The submission outlined the following reasons why a waiver should be rejected for CN's proposal:
1. CN is a much larger railroad than CP.
A combined CN/KCS would greatly expand the size of the fifth largest U.S. Class 1 railroad, vastly increasing the gap between CN/KCS and the new smallest
Class 1, which would be CP.
A combined CN/KCS would be more than three-times the size of CP, whereas the proposed CP/KCS would still be 13 percent smaller than CN (as measured by U.S.
operating revenue).
2. A potential CN/KCS combination heavily overlaps across much of KCS' U.S. system, unlike a CP/KCS combination.
A CN/KCS transaction plainly flunks the "end-to-end" test, notwithstanding CN's occasional and misleading assertions that such a transaction would be
end-to-end.
As explained in CP's 27 Apr 2021 letter filed with the STB, economic analysis of Waybill Sample data identifies a significant number of origin-destination
corridors where the number of independent rail competitors will be reduced from 2-to-1 or 3-to-2 by the CN/KCS transaction.
The verified statement of economist W. Robert Majure was filed with CP's submission and explains the screening analysis that confirmed these impacts and also
confirmed that CP/KCS is in fact end-to-end.
3. The potential downstream impacts of a CN transaction are material.
Whereas CP/KCS preserves the basic six-carrier structure of the North American rail network (two in the East, two in the West, and two in Canada with routes to
the Gulf), the CN/KCS transaction would destabilize that structure.
To borrow CN's own words, unlike CP/KCS, the CN/KCS transaction would be a "significant restructuring of the rail industry," and the Board needs the
new rules to address the "likely strategic responses."
4. CN's acquisition premium should cause the STB concern.

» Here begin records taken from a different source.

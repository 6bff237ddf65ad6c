//! Audio synthesis
//!
//! Notes are oscillator graphs (one oscillator per partial of the timbre)
//! shaped by a sample-accurate ADSR gain automation. Voices mix into a
//! stereo note bus that runs through the effects chain and the master gain
//! before reaching an [`AudioBackend`].

pub mod backend;
pub mod buffer;
pub mod effects;
pub mod engine;
pub mod envelope;
pub mod oscillator;
pub mod pitch;
pub mod render;
pub mod voice;

pub use backend::{AudioBackend, CaptureBackend, CaptureHandle, NullBackend, WavFileBackend};
pub use buffer::{
    calculate_peak, calculate_rms, db_to_linear, linear_to_db, AudioBuffer, ChannelLayout,
};
pub use effects::{create_effect, Effect, EffectChain, EFFECT_TYPES};
pub use engine::{ArpeggioPattern, AudioEngine, ChordType, NoteOptions, SequenceNote, VoiceMode};
pub use envelope::{Adsr, GainAutomation};
pub use oscillator::{Oscillator, Timbre, Waveform};
pub use pitch::{frequency, semitone_frequency, semitone_of};
pub use render::{bounce_composition, bounce_note, render_composition_to_wav};
pub use voice::{AudioVoice, VoiceState};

The extraordinary premium price CN is offering to try to disrupt CP's proposed combination with KCS ought to concern the STB, as it will not only extinguish
the new competition that a CP/KCS combination would bring to CN but also require CN to find ways to recoup those extra costs.
All of these consequences would arise immediately upon KCS being placed into trust as part of a CN acquisition, and the "public interest" standard of
the Board's 2001 rules should be applied.
5. CN's proposal to acquire KCS would kill the CP/KCS combination and all the pro-competitive effects that go with it.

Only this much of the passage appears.